Bone Tomahawk
Dir: S. Craig Zahler
2015
*****
I'd heard whispers that S. Craig Zahler's 2015 Western Bone Tomahawk was impressive but I wondered really how
good it could be with such a limited release, indeed, no cinema I knew of
screened it and it went straight to DVD pretty fast, which is never a
good sign. Always trust the whispers. Bone Tomahawk is awesome, really
awesome, one of the best films of 2015, of the decade so far even and you of my
favourite westerns of all time. It is somewhere between The Searchers and The
Hills Have Eyes in story but more like True Grit and From Dusk Till' Dawn
in temperament. The mix of Western and horror has been done before and
while I'm not opposed to a bit of Cowboy vs Vampire action (all for it in fact)

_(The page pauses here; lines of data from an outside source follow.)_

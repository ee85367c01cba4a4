//! # boostlab
//!
//! The state engine behind an interactive gradient-boosting walkthrough.
//!
//! Nothing here trains a model. The crate keeps the hyperparameters a learner
//! is poking at, walks a step counter that stands in for boosting iterations,
//! and derives plausible-looking metrics and chart data from those two inputs.
//! Every output is a pure function of its inputs, so a redraw never flickers.
//!
//! ## Quick Start
//!
//! ```
//! use boostlab::prelude::*;
//!
//! let mut store = ParameterStore::new(Algorithm::XGBoost);
//! store.set_parameter("max_depth", "999");
//! assert_eq!(store.get("max_depth"), Some(15.0));
//!
//! let metrics = SyntheticMetrics::for_set(store.current());
//! assert!((0.82..=0.97).contains(&metrics.accuracy));
//!
//! let mut animator = StepAnimator::default();
//! animator.play();
//! animator.tick();
//! assert_eq!(animator.current_step(), 1);
//! ```
//!
//! ## Feature Flags
//!
//! - `serde` (default): serialization of the public value types
//!
//! ## Modules
//!
//! - [`schema`]: per-algorithm hyperparameter catalogs
//! - [`params`]: the parameter store (current set, baseline, selection)
//! - [`animation`]: the step animator state machine
//! - [`metrics`]: deterministic synthetic metrics
//! - [`synthetic`]: chart data derived from points, step and seed, plus the mock tree
//! - [`settings`]: visualization display toggles
//! - [`comparison`]: reference figures for the comparison page
//! - [`ui_model`]: page, tab and dataset inventories

#[path = "core/prng.rs"]
pub mod prng;

#[path = "core/schema.rs"]
pub mod schema;

#[path = "core/params.rs"]
pub mod params;

#[path = "core/animation.rs"]
pub mod animation;

#[path = "core/metrics.rs"]
pub mod metrics;

#[path = "core/synthetic.rs"]
pub mod synthetic;

#[path = "core/settings.rs"]
pub mod settings;

#[path = "core/comparison.rs"]
pub mod comparison;

pub mod ui_model;

/// Prelude module for convenient imports.
///
/// ```
/// use boostlab::prelude::*;
/// ```
pub mod prelude {
    pub use crate::animation::{AnimationState, PlayState, StepAnimator, TimerEffect};
    pub use crate::comparison::{AlgorithmProfile, ComparisonAspect};
    pub use crate::metrics::{ComparedMetrics, MetricKind, MetricsComparison, SyntheticMetrics};
    pub use crate::params::{HyperparameterSet, ParamUpdate, ParameterStore};
    pub use crate::schema::{Algorithm, ParamCategory, ParamSpec};
    pub use crate::settings::{SettingsAction, TreeView, VisualizationSettings};
    pub use crate::synthetic::{DataPoint, TreeNode, TreeNodeKind};
    pub use crate::ui_model::{Dataset, Page, PlaygroundTab, TaskType};
}
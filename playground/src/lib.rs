//! # boostlab_playground
//!
//! Runtime pieces around the `boostlab` state engine: the timer-driven
//! animation player, the dataset preview client, on-disk configuration and the
//! [`session::PlaygroundSession`] that ties them together. The
//! `boostlab-playground` binary is a thin headless runner over this library.

pub mod config;
pub mod error;
pub mod paths;
pub mod player;
pub mod preview;
pub mod session;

it has been done and not always in the best possible taste. There is an element
of horror in the way life was in the old west anyway without the need for
Vampires, Zombies or Demons, getting shot simply for looking at someone
funny is terrifying, at least you have a chance against the unholy
and the undead (all you need is Priest, a bit of sunshine and a good horse).
Natives were a huge threat also if you were to find yourself in
their territory (just as it was the other way around). The film works
by treading well covered ground, ticking all the boxes of what makes a Western
great. This is predominantly a Western too rather than a horror film
clumsily picking the cowboy genre as a simple theme. We have the respected
Sheriff (a brilliant performance from Kurt Russell that beats his role in The
Hateful Eight Hands down), the older lovable Deputy (played by
the scene-stealing Richard Jenkins and is now one of my favourite character of
all time), the Lone gunman (an impressive and unexpected triumph from
Matthew Fox) , the holy man (the best performance from Patrick Wilson by a
country mile) and the stranger (David Arquette in his best film to date). It
also co-stars cult favourites Sean Young and Sid Haig. Like the
aforementioned From Dusk Till' Dawn it is a film of two halves. The
sense of dread and danger is always there but the true horror is never quite
expected. The script is one of the best I've heard in years. It is sublime from
start to finish, giving the film a rich and comprehensive Western feel. It's
never predictable, utterly captivating and full of intrigue. I can't fault
it. I have no doubt at all that Bone
Tomahawk is a future cult classic, I was thrilled from beginning to
end.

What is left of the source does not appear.